- _DIRECTIONS_: From the data that follows, print exactly the lines starting at the one containing "self.state, &self.neighbor_list, step);" and ending at the one containing "if self.evaluator.strategy().uses_neighbor_list() &&"; include both of them and nothing more.

- _DATA TO EXAMINE_:
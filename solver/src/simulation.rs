use std::time::{Duration, Instant};
use log::info;
use rand::rngs::StdRng;
use rand::SeedableRng;
use brownian_core::{Error, ParticleSnapshot, PinningSite, Result, SimulationBox, State};
use crate::config::SimulationConfig;
use crate::initializer::{initialize_pinning_sites, randomize_positions};
use crate::macro_parameters::get_mean_force_x;
use crate::solver::{ForceEvaluator, Integrator, NeighborList};

/// Lifecycle of a [Simulation]. Transitions only move forward.
#[derive(Clone, Copy, Debug, PartialEq, Eq)]
pub enum Phase {
    /// Configuration accepted, no particles yet
    Uninitialized,
    /// Particles and pinning sites placed
    Ready,
    /// Stepping
    Running,
    /// Configured number of steps done
    Finished,
}

impl Phase {
    pub fn name(&self) -> &'static str {
        match self {
            Phase::Uninitialized => "uninitialized",
            Phase::Ready => "ready",
            Phase::Running => "running",
            Phase::Finished => "finished",
        }
    }
}

/// Receives what a run produces. Any error aborts the run.
pub trait Observer {
    /// Called every step after forces are accumulated and before they are consumed.
    fn on_statistics(&mut self, step: usize, mean_force_x: f64) -> Result<()>;

    /// Called every `frame_stride` steps after the particles moved.
    fn on_frame(&mut self, step: usize, snapshot: &[ParticleSnapshot]) -> Result<()>;

    fn on_progress(&mut self, _step: usize, _total: usize) -> Result<()> {
        Ok(())
    }

    /// Called once after the last step.
    fn finish(&mut self) -> Result<()> {
        Ok(())
    }
}

/// Observer that drops everything.
pub struct NullObserver;

impl Observer for NullObserver {
    fn on_statistics(&mut self, _step: usize, _mean_force_x: f64) -> Result<()> {
        Ok(())
    }

    fn on_frame(&mut self, _step: usize, _snapshot: &[ParticleSnapshot]) -> Result<()> {
        Ok(())
    }
}

/// Outcome of [Simulation::run].
#[derive(Clone, Debug)]
pub struct RunSummary {
    pub steps: usize,
    pub rebuilds: usize,
    pub elapsed: Duration,
}

/// Owns everything one run mutates.
pub struct Simulation {
    config: SimulationConfig,
    state: State,
    neighbor_list: NeighborList,
    evaluator: ForceEvaluator,
    integrator: Integrator,
    rng: StdRng,
    phase: Phase,
    step_index: usize,
}

impl Simulation {
    /// Validate `config` and prepare the force evaluator.
    pub fn new(config: SimulationConfig) -> Result<Self> {
        config.validate()?;
        let (sx, sy) = config.box_size;
        let state = State::new(SimulationBox::new(sx, sy)?);
        let evaluator = ForceEvaluator::new(config.strategy, config.parallelism,
                                            config.clamp, config.static_count);
        let rng = StdRng::seed_from_u64(config.seed);
        Ok(Self {
            config,
            state,
            neighbor_list: NeighborList::new(),
            evaluator,
            integrator: Integrator::OverdampedEuler,
            rng,
            phase: Phase::Uninitialized,
            step_index: 0,
        })
    }

    /// Ready simulation around already placed particles. `config.box_size`
    /// and `config.particle_count` are taken from `state`.
    pub fn from_state(mut config: SimulationConfig, state: State) -> Result<Self> {
        let size = state.boundary_box.size();
        config.box_size = (size.x, size.y);
        config.particle_count = state.particles.len();
        let mut simulation = Self::new(config)?;
        simulation.state = state;
        simulation.phase = Phase::Ready;
        Ok(simulation)
    }

    fn expect_phase(&self, expected: Phase) -> Result<()> {
        if self.phase != expected {
            return Err(Error::InvalidPhase {
                expected: expected.name(),
                found: self.phase.name(),
            });
        }
        Ok(())
    }

    /// Place particles and pinning sites.
    ///
    /// # Errors
    ///
    /// [Error::TooDense] if the particles don't fit with the configured separation.
    pub fn initialize(&mut self) -> Result<()> {
        self.expect_phase(Phase::Uninitialized)?;
        randomize_positions(&mut self.state, &mut self.rng, self.config.particle_count,
                            self.config.class_one_fraction, &self.config.placement)?;
        if let Some(pinning) = &self.config.pinning {
            initialize_pinning_sites(&mut self.state, &mut self.rng, pinning);
        }
        let attractive = self.state.pinning_sites.iter().filter(|site| site.is_attractive()).count();
        info!("Placed {} particles ({} of class 1) and {} pinning sites ({} attractive) in a {} x {} box",
              self.state.particles.len(), self.state.class_count(1),
              self.state.pinning_sites.len(), attractive,
              self.config.box_size.0, self.config.box_size.1);
        self.phase = Phase::Ready;
        Ok(())
    }

    /// Build the Verlet list, if the strategy needs one, and start stepping.
    pub fn start(&mut self) -> Result<()> {
        self.expect_phase(Phase::Ready)?;
        if self.evaluator.strategy().uses_neighbor_list() {
            self.neighbor_list.rebuild(&mut self.state.particles, &self.state.boundary_box);
        }
        self.phase = if self.step_index >= self.config.steps {
            Phase::Finished
        } else {
            Phase::Running
        };
        Ok(())
    }

    /// Accumulate every enabled force contribution for the current step.
    pub fn evaluate_forces(&mut self) {
        let step = self.step_index;
        self.evaluator.update_pair_forces(&mut self.state, &self.neighbor_list, step);
        if let Some(amplitude) = self.config.thermal_noise {
            self.evaluator.update_thermal_forces(&mut self.state, amplitude, &mut self.rng);
        }
        self.evaluator.update_external_forces(&mut self.state, &self.config.external, step);
        if !self.state.pinning_sites.is_empty() {
            self.evaluator.update_pinning_forces(&mut self.state);
        }
    }

    /// One full time step.
    pub fn step(&mut self, observer: &mut impl Observer) -> Result<()> {
        self.expect_phase(Phase::Running)?;
        let t = self.step_index;
        self.evaluate_forces();
        observer.on_statistics(t, self.mean_force_x())?;
        self.integrator.calculate(&mut self.state, &mut self.neighbor_list,
                                  self.config.dt, self.config.static_count);
        if self.evaluator.strategy().uses_neighbor_list() && self.neighbor_list.needs_rebuild() {
            self.neighbor_list.rebuild(&mut self.state.particles, &self.state.boundary_box);
        }
        if t % self.config.output.frame_stride == 0 {
            observer.on_frame(t, &self.snapshot())?;
        }
        if t % self.config.output.progress_stride == 0 {
            info!("time = {}", t);
            observer.on_progress(t, self.config.steps)?;
        }
        self.step_index += 1;
        if self.step_index >= self.config.steps {
            self.phase = Phase::Finished;
        }
        Ok(())
    }

    /// Drive the simulation to [Phase::Finished], initializing and starting it
    /// first when needed.
    pub fn run(&mut self, observer: &mut impl Observer) -> Result<RunSummary> {
        let time_start = Instant::now();
        if self.phase == Phase::Uninitialized {
            self.initialize()?;
        }
        if self.phase == Phase::Ready {
            self.start()?;
        }
        while self.phase == Phase::Running {
            self.step(observer)?;
        }
        observer.finish()?;
        let elapsed = time_start.elapsed();
        info!("Program running time = {:.3} seconds ({} Verlet rebuilds)",
              elapsed.as_secs_f64(), self.neighbor_list.rebuild_count());
        Ok(RunSummary {
            steps: self.step_index,
            rebuilds: self.neighbor_list.rebuild_count(),
            elapsed,
        })
    }

    pub fn snapshot(&self) -> Vec<ParticleSnapshot> {
        self.state.snapshot()
    }

    /// Mean x-force. Valid after [Simulation::evaluate_forces] and before the
    /// integrator clears the forces.
    pub fn mean_force_x(&self) -> f64 {
        get_mean_force_x(&self.state)
    }

    pub fn pinning_sites(&self) -> &[PinningSite] {
        &self.state.pinning_sites
    }

    pub fn state(&self) -> &State {
        &self.state
    }

    pub fn neighbor_list(&self) -> &NeighborList {
        &self.neighbor_list
    }

    pub fn config(&self) -> &SimulationConfig {
        &self.config
    }

    pub fn phase(&self) -> Phase {
        self.phase
    }

    pub fn current_step(&self) -> usize {
        self.step_index
    }
}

- _TASK OUTPUT_:
        self.evaluator.update_pair_forces(&mut self.state, &self.neighbor_list, step);
        if let Some(amplitude) = self.config.thermal_noise {
            self.evaluator.update_thermal_forces(&mut self.state, amplitude, &mut self.rng);
        }
        self.evaluator.update_external_forces(&mut self.state, &self.config.external, step);
        if !self.state.pinning_sites.is_empty() {
            self.evaluator.update_pinning_forces(&mut self.state);
        }
    }

    /// One full time step.
    pub fn step(&mut self, observer: &mut impl Observer) -> Result<()> {
        self.expect_phase(Phase::Running)?;
        let t = self.step_index;
        self.evaluate_forces();
        observer.on_statistics(t, self.mean_force_x())?;
        self.integrator.calculate(&mut self.state, &mut self.neighbor_list,
                                  self.config.dt, self.config.static_count);
        if self.evaluator.strategy().uses_neighbor_list() && self.neighbor_list.needs_rebuild() {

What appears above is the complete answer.